- Abharrud Rural District Location within Iran
- Coordinates: 36°07′N 49°04′E﻿ / ﻿36.117°N 49.067°E
- Country: Iran
- Province: Zanjan
- County: Abhar
- District: Central
- Established: 1987
- Capital: Kineh Vars

Population (2016)
- • Total: 4,734
- Time zone: UTC+3:30 (IRST)

= Abharrud Rural District =

Rural district in Zanjan province, Iran

Abharrud Rural District (دهستان ابهررود) is in the Central District of Abhar County, Zanjan province, Iran.

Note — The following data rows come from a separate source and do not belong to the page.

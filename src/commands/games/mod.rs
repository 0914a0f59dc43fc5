//! Interactive games played through message components. Each game keeps its
//! in-flight state keyed by the game message id and records finished games
//! to the database.

/// Blackjack against the dealer.
pub mod blackjack;
/// Penalty shootout simulation.
pub mod football;
/// Tic-tac-toe against another member or the bot.
pub mod tictactoe;

use ::serenity::all::{
    ComponentInteraction, CreateInteractionResponse, CreateInteractionResponseMessage,
};
use poise::serenity_prelude::Context as SerenityContext;

use crate::Error;

/// Respond to a component press with an ephemeral rejection.
pub(crate) async fn ephemeral_reply(
    ctx: &SerenityContext,
    interaction: &ComponentInteraction,
    content: &str,
) -> Result<(), Error> {
    interaction
        .create_response(
            ctx,
            CreateInteractionResponse::Message(
                CreateInteractionResponseMessage::new()
                    .content(content.to_string())
                    .ephemeral(true),
            ),
        )
        .await?;
    Ok(())
}

/// Acknowledge a press without changing anything, e.g. for buttons on a
/// game that finished or was lost to a restart.
pub(crate) async fn acknowledge(
    ctx: &SerenityContext,
    interaction: &ComponentInteraction,
) -> Result<(), Error> {
    interaction
        .create_response(ctx, CreateInteractionResponse::Acknowledge)
        .await?;
    Ok(())
}
use crate::commands::music::utils::{
    embedded_messages,
    music_manager::{MusicError, MusicManager},
};
use crate::{CommandResult, Context};

/// Skip the currently playing song
#[poise::command(slash_command, category = "Music")]
pub async fn skip(ctx: Context<'_>) -> CommandResult {
    let guild_id = ctx.guild_id().ok_or_else(|| {
        Box::new(MusicError::NotInGuild) as Box<dyn std::error::Error + Send + Sync>
    })?;

    let player = match MusicManager::get_player(&ctx.data().lavalink, guild_id) {
        Ok(player) => player,
        Err(err) => {
            ctx.send(embedded_messages::bot_not_in_voice_channel(err))
                .await?;
            return Ok(());
        }
    };

    // A track has to actually be loaded on the player; an empty player with
    // a non-empty queue means the node is already advancing.
    let now_playing = player.get_player().await?.track;

    match now_playing {
        Some(track) => {
            player.skip()?;
            ctx.send(embedded_messages::skipped(&track)).await?;
        }
        None => {
            ctx.send(embedded_messages::no_track_to_skip()).await?;
        }
    }

    Ok(())
}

Its capital is the village of Kineh Vars.

==Demographics==
===Population===
At the time of the 2006 National Census, the rural district's population was 5,686 in 1,300 households. There were 5,132 inhabitants in 1,450 households at the following census of 2011. The 2016 census measured the population of the rural district as 4,734 in 1,492 households. The most populous of its 13 villages was Funeshabad, with 1,762 people.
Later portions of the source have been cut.